St. Petersburg’s ordinance allows landlords to deny prospective tenants receiving federal housing vouchers if the assistance impacts their insurance rates. The county does not offer that exception, and Amy Foster, community and neighborhood affairs administrator, said the issue does arise.
She relayed that during previous discussions, the Bay Area Apartment Association requested the differences in the two ordinances, including a 10-day inspection window instead of the city’s five. While she noted that some changes were unlikely to gain council and stakeholder approval, Foster said she would “have no heartburn” if the city bill further aligned with the county.
“I think what administration is burdened with is this balancing act,” she added. “We want to ensure that we are protecting our tenants, and we also have to ensure that we are not so onerous that we are driving landlords out of our city.”
Councilmember John Muhammad sparked further debate in his first motion since taking the dais Oct. 20. He asked that the amendment include insurance protections, a longer inspection window and the elimination of the 12-month requirement to establish qualified income, which would align with the county.
“If the county’s is stronger and it provides more protections to tenants, then that’s what I would like to have happen,” said Muhammad. “I don’t think we’re going to drive landlords out of the city, but I do understand the compromise.”
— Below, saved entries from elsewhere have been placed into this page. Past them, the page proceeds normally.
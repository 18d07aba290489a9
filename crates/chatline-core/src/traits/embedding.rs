// SPDX-FileCopyrightText: 2026 Chatline Contributors
// SPDX-License-Identifier: MIT OR Apache-2.0

//! Embedding adapter trait for vector embedding generation.

use async_trait::async_trait;

use crate::error::ChatlineError;
use crate::traits::adapter::PluginAdapter;
use crate::types::{EmbeddingInput, EmbeddingOutput};

/// Adapter for converting text into vector embeddings.
///
/// Implementations must return exactly one vector per input text, in order.
#[async_trait]
pub trait EmbeddingAdapter: PluginAdapter {
    /// Generates embeddings for the given input.
    async fn embed(&self, input: EmbeddingInput) -> Result<EmbeddingOutput, ChatlineError>;
}
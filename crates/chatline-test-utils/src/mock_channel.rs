// SPDX-FileCopyrightText: 2026 Chatline Contributors
// SPDX-License-Identifier: MIT OR Apache-2.0

//! Mock channel adapter for deterministic testing.
//!
//! `MockChannel` implements `ChannelAdapter` and captures outbound messages
//! for assertion in tests. It can be switched into a failing mode to exercise
//! delivery-error paths.

use std::sync::Arc;
use std::sync::atomic::{AtomicBool, Ordering};
use std::time::Duration;

use async_trait::async_trait;
use tokio::sync::{Mutex, Notify};

use chatline_core::ChatlineError;
use chatline_core::traits::{ChannelAdapter, PluginAdapter};
use chatline_core::types::{AdapterType, HealthStatus, OutboundMessage};

/// A mock messaging channel for testing.
///
/// Successful sends are captured and retrievable via `sent_messages()`.
/// Failed sends are not captured.
pub struct MockChannel {
    sent: Arc<Mutex<Vec<OutboundMessage>>>,
    notify: Arc<Notify>,
    failing: AtomicBool,
}

impl MockChannel {
    /// Create a new mock channel with an empty capture buffer.
    pub fn new() -> Self {
        Self {
            sent: Arc::new(Mutex::new(Vec::new())),
            notify: Arc::new(Notify::new()),
            failing: AtomicBool::new(false),
        }
    }

    /// When set, every `send()` returns a `Channel` error.
    pub fn set_failing(&self, failing: bool) {
        self.failing.store(failing, Ordering::SeqCst);
    }

    /// Get all messages that were sent through `send()`.
    pub async fn sent_messages(&self) -> Vec<OutboundMessage> {
        self.sent.lock().await.clone()
    }

    /// Get the count of sent messages.
    pub async fn sent_count(&self) -> usize {
        self.sent.lock().await.len()
    }

    /// Clear all sent messages.
    pub async fn clear_sent(&self) {
        self.sent.lock().await.clear();
    }

    /// Wait until at least `count` messages were sent, or `timeout` elapses.
    /// Returns whether the count was reached.
    pub async fn wait_for_sent(&self, count: usize, timeout: Duration) -> bool {
        tokio::time::timeout(timeout, async {
            loop {
                let notified = self.notify.notified();
                tokio::pin!(notified);
                notified.as_mut().enable();
                if self.sent_count().await >= count {
                    return;
                }
                notified.await;
            }
        })
        .await
        .is_ok()
    }
}

impl Default for MockChannel {
    fn default() -> Self {
        Self::new()
    }
}

#[async_trait]
impl PluginAdapter for MockChannel {
    fn name(&self) -> &str {
        "mock-channel"
    }

    fn version(&self) -> semver::Version {
        semver::Version::new(0, 1, 0)
    }

    fn adapter_type(&self) -> AdapterType {
        AdapterType::Channel
    }

    async fn health_check(&self) -> Result<HealthStatus, ChatlineError> {
        Ok(HealthStatus::Healthy)
    }

    async fn shutdown(&self) -> Result<(), ChatlineError> {
        Ok(())
    }
}

#[async_trait]
impl ChannelAdapter for MockChannel {
    async fn send(&self, msg: OutboundMessage) -> Result<(), ChatlineError> {
        if self.failing.load(Ordering::SeqCst) {
            return Err(ChatlineError::Channel {
                message: "mock delivery failure".into(),
                source: None,
            });
        }
        self.sent.lock().await.push(msg);
        self.notify.notify_waiters();
        Ok(())
    }
}
// SPDX-FileCopyrightText: 2026 Chatline Contributors
// SPDX-License-Identifier: MIT OR Apache-2.0

//! LINE webhook gateway for Chatline.
//!
//! Provides an axum server exposing:
//! - `POST /webhook` (configurable): signature-verified LINE webhook
//! - `GET /health`: liveness probe
//!
//! Verified events go through an [`EventDispatcher`], an explicit table from
//! event kind to [`EventHandler`]. Text messages are answered by
//! [`ExchangeHandler`]; follows are recorded by [`FollowHandler`].

pub mod dispatch;
pub mod exchange;
pub mod handlers;
pub mod server;

pub use dispatch::{ActiveUserTx, EventDispatcher, EventHandler, FollowHandler};
pub use exchange::ExchangeHandler;
pub use server::{GatewayState, build_router, start_server};
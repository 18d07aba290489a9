// SPDX-FileCopyrightText: 2026 Chatline Contributors
// SPDX-License-Identifier: MIT OR Apache-2.0

//! In-memory event log.

use std::sync::atomic::{AtomicBool, Ordering};

use async_trait::async_trait;
use tokio::sync::Mutex;

use chatline_core::ChatlineError;
use chatline_core::traits::{EventLogAdapter, PluginAdapter};
use chatline_core::types::{AdapterType, EventRecord, EventType, HealthStatus};

/// Keeps appended records in a `Vec` instead of a file.
#[derive(Default)]
pub struct MemoryEventLog {
    records: Mutex<Vec<EventRecord>>,
    failing: AtomicBool,
}

impl MemoryEventLog {
    pub fn new() -> Self {
        Self::default()
    }

    /// When set, every `append()` returns a `Storage` error and keeps nothing.
    pub fn set_failing(&self, failing: bool) {
        self.failing.store(failing, Ordering::SeqCst);
    }

    pub async fn records(&self) -> Vec<EventRecord> {
        self.records.lock().await.clone()
    }

    /// Record types in append order.
    pub async fn types(&self) -> Vec<EventType> {
        self.records
            .lock()
            .await
            .iter()
            .map(|r| r.event_type)
            .collect()
    }
}

#[async_trait]
impl PluginAdapter for MemoryEventLog {
    fn name(&self) -> &str {
        "memory-event-log"
    }

    fn version(&self) -> semver::Version {
        semver::Version::new(0, 1, 0)
    }

    fn adapter_type(&self) -> AdapterType {
        AdapterType::EventLog
    }

    async fn health_check(&self) -> Result<HealthStatus, ChatlineError> {
        Ok(HealthStatus::Healthy)
    }

    async fn shutdown(&self) -> Result<(), ChatlineError> {
        Ok(())
    }
}

#[async_trait]
impl EventLogAdapter for MemoryEventLog {
    async fn append(&self, record: &EventRecord) -> Result<(), ChatlineError> {
        if self.failing.load(Ordering::SeqCst) {
            return Err(ChatlineError::Storage {
                source: Box::new(std::io::Error::other("mock event log failure")),
            });
        }
        self.records.lock().await.push(record.clone());
        Ok(())
    }
}

#[cfg(test)]
mod tests {
    use super::*;

    #[tokio::test]
    async fn failing_log_keeps_nothing() {
        let log = MemoryEventLog::new();
        log.append(&EventRecord::push("U1", "hi")).await.unwrap();

        log.set_failing(true);
        let err = log.append(&EventRecord::push("U1", "again")).await.unwrap_err();
        assert!(matches!(err, ChatlineError::Storage { .. }));
        assert_eq!(log.types().await, vec![EventType::Push]);
    }
}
Brad Tennant, assistant city attorney, said consistency between the county and municipal ordinance would be helpful. However, he and Foster expressed that opting out would allow St. Petersburg officials to enforce any violations, which benefits city renters.
While he doesn’t believe the proposed changes would necessarily force landlords out of the city, Councilmember Ed Montanari noted, some have options.
“They could turn an apartment into a condo unit, and it could make the affordable housing problem that we have even worse,” he said. “So, I won’t be supporting this ordinance or motion.”
In addition, the city’s legal team told council members that changing the original ordinance amendment would cause delays further impacted by the holidays. Chair Gina Driscoll relayed her concerns over how much time the process could take and that it could result in no added protections passing.
Stating that he didn’t want the council to “split the baby,” Muhammad withdrew his motion. Council members agreed to send his proposals to a committee following the holiday break.
St. Petersburg first passed an ordinance protecting tenants’ rights in Nov. 2019. It prohibited discrimination based on “race, color, religion, sex, national origin, age, marital status, familial status, disability, sexual orientation, gender identity or expression, or veteran or servicemember status.”
It also required landlords to provide written notice before issuing late fees. However, since the original ordinance took effect in Feb. 2020, an affordable housing crisis began sweeping the region and state.
The Washington Post reported that rents in the Tampa Bay metro area increased by 29% in the first two years of the pandemic. City officials have since taken a measured approach to additional tenant protections while increasing the affordable housing stock.
As he is still new to the job, Muhammad expressed his openness to following the typical process. However, he relayed his concern that the proposal would mirror the ongoing tenant’s right to legal counsel initiative, which Councilmember Richie Floyd first broached in April.
“The clock is ticking for residents,” said Muhamad. “It’s not just us up here saying, ‘okay, we got two weeks, and then we’re going to take time off.’ That time that we’re off, residents are still trying to figure things out.”
The city council approved the original ordinance amendment prohibiting certain income restrictions and mandating landlords to accept government assistance payments for move-in costs by a 7-1 vote, with Montanari dissenting.